We’re lucky to have a backyard. And in the backyard beginning at about 1 p.m., there is a lounge chair that just fits in a small wedge of shade cast by a privet tree.

Normally I hate privet. It’s weedy. It sprouts in every inch of the garden. Sprouts that, at 5 inches tall,  require a shovel to extricate them from the center of my favorite perennials and shrubs.

Because of a miscommunication with the mow-blow-and-go lawncare service, this privet, once a semi-tamed shrub in a mixed hedge, went without pruning for so long that it has now become a tree. For many years I’ve threatened to cut it down. And now I’m glad the chainsaw never touched it.

Because for two days after coming home from the hospital, I rested in that pool of privet shade and watched the white blossoms against the blue sky. The fresh smell of the flowers helped clear the nasty hospital and medication odors from my nose, and the sound of insects buzzing through the flowers lulled me into much needed sleep.
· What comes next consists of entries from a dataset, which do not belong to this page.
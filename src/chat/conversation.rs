//! Caller-side chat state: the visible transcript and the turn in
//! flight.

use anyhow::Result;
use futures::{Stream, StreamExt};

use super::client::{ChatClient, decode_deltas};
use crate::openai::{Message, Role};

pub const GREETING: &str = "Hi! I'm the portfolio assistant. Ask me anything about skills, projects, or how I can help with your needs!";

/// Shown in place of a reply when a turn fails.
pub const FALLBACK_REPLY: &str = "I'm having trouble responding right now. Please try again or use the contact form to reach out directly!";

#[derive(Debug, PartialEq)]
pub enum TurnOutcome {
    /// Blank input or a turn was already in flight
    Ignored,
    /// The stream ended with this accumulated reply
    Replied(String),
    /// The stream ended without a single delta
    NoReply,
    /// The turn failed and the fallback reply was appended
    Failed,
}

/// An append-only transcript that starts with a synthetic greeting.
/// The greeting is only for display and is never sent to the relay.
#[derive(Debug, Clone)]
pub struct Conversation {
    messages: Vec<Message>,
    is_loading: bool,
}

impl Default for Conversation {
    fn default() -> Self {
        Self::new(GREETING)
    }
}

impl Conversation {
    pub fn new(greeting: &str) -> Self {
        Self {
            messages: vec![Message::new(Role::Assistant, greeting)],
            is_loading: false,
        }
    }

    pub fn messages(&self) -> &[Message] {
        &self.messages
    }

    pub fn is_loading(&self) -> bool {
        self.is_loading
    }

    /// The messages sent to the relay, everything after the greeting.
    pub fn outbound(&self) -> &[Message] {
        &self.messages[1..]
    }

    /// Append the user's message and start a turn. Returns `None`
    /// when the input is blank or a turn is already in flight.
    pub fn begin_turn(&mut self, input: &str) -> Option<Turn<'_>> {
        let input = input.trim();
        if input.is_empty() || self.is_loading {
            return None;
        }
        self.messages.push(Message::new(Role::User, input));
        self.is_loading = true;

        Some(Turn {
            conversation: self,
            accumulated: String::new(),
            reply_index: None,
        })
    }

    /// Run one full turn against the relay. `on_delta` sees every text
    /// fragment as it arrives.
    pub async fn submit(
        &mut self,
        client: &ChatClient,
        input: &str,
        on_delta: impl FnMut(&str),
    ) -> TurnOutcome {
        let Some(turn) = self.begin_turn(input) else {
            return TurnOutcome::Ignored;
        };

        let chunks = match client.open(turn.outbound()).await {
            Ok(chunks) => chunks,
            Err(e) => {
                tracing::error!("Chat error: {:#}", e);
                return turn.fail();
            }
        };

        turn.consume(decode_deltas(chunks), on_delta).await
    }
}

/// A turn in flight. Holds the conversation exclusively until the
/// stream ends. Dropping it early abandons the turn: whatever part of
/// the reply already arrived is kept and the conversation accepts
/// input again.
pub struct Turn<'a> {
    conversation: &'a mut Conversation,
    accumulated: String,
    reply_index: Option<usize>,
}

impl Turn<'_> {
    pub fn outbound(&self) -> &[Message] {
        self.conversation.outbound()
    }

    /// Append a fragment to the reply. The reply message is created
    /// on the first fragment and its content replaced with the full
    /// accumulated text on every later one.
    pub fn apply_delta(&mut self, delta: &str) {
        if delta.is_empty() {
            return;
        }
        self.accumulated.push_str(delta);

        let messages = &mut self.conversation.messages;
        match self.reply_index {
            Some(i) => messages[i].content = self.accumulated.clone(),
            None => {
                messages.push(Message::new(Role::Assistant, &self.accumulated));
                self.reply_index = Some(messages.len() - 1);
            }
        }
    }

    /// Apply every delta from the stream in order. A stream error
    /// fails the turn.
    pub async fn consume<S>(mut self, deltas: S, mut on_delta: impl FnMut(&str)) -> TurnOutcome
    where
        S: Stream<Item = Result<String>>,
    {
        futures::pin_mut!(deltas);

        while let Some(delta) = deltas.next().await {
            match delta {
                Ok(delta) => {
                    self.apply_delta(&delta);
                    on_delta(&delta);
                }
                Err(e) => {
                    tracing::error!("Chat error: {:#}", e);
                    return self.fail();
                }
            }
        }

        self.complete()
    }

    fn complete(mut self) -> TurnOutcome {
        if self.reply_index.is_none() {
            return TurnOutcome::NoReply;
        }
        TurnOutcome::Replied(std::mem::take(&mut self.accumulated))
    }

    /// Replace any partial reply with the fallback message.
    pub fn fail(self) -> TurnOutcome {
        let messages = &mut self.conversation.messages;
        if let Some(i) = self.reply_index {
            messages.truncate(i);
        }
        messages.push(Message::new(Role::Assistant, FALLBACK_REPLY));
        TurnOutcome::Failed
    }
}

impl Drop for Turn<'_> {
    fn drop(&mut self) {
        self.conversation.is_loading = false;
    }
}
Yes, I know. All those lovely flowers will become blue-black seeds that will create a veritable privet lawn in the garden, and I’ll be cursing the privet soon enough. But for now, I sing, grateful and loud, in praise of the privet tree.

Best in show

I was thrilled to win first prize at the Santa Clara Watercolor Society show “Think Large…Paint Small.” Really thrilled.

And see the red dot? Someone bought it–A friend who does Irish step dancing.

I couldn’t stop smiling.

Think Large…Paint Small

Sorry, I have to do a little more crowing. My painting was included on the poster! (click here to enlarge the image).

The opening is Friday, July 6, 5:30-8 p.m. in the Norton Gallery  (That’s the small but beautiful upstairs gallery) at the Pacific Art League in Palo Alto. It would be great to see you there; you’ll know me because I’m the one who will be beaming with smiles.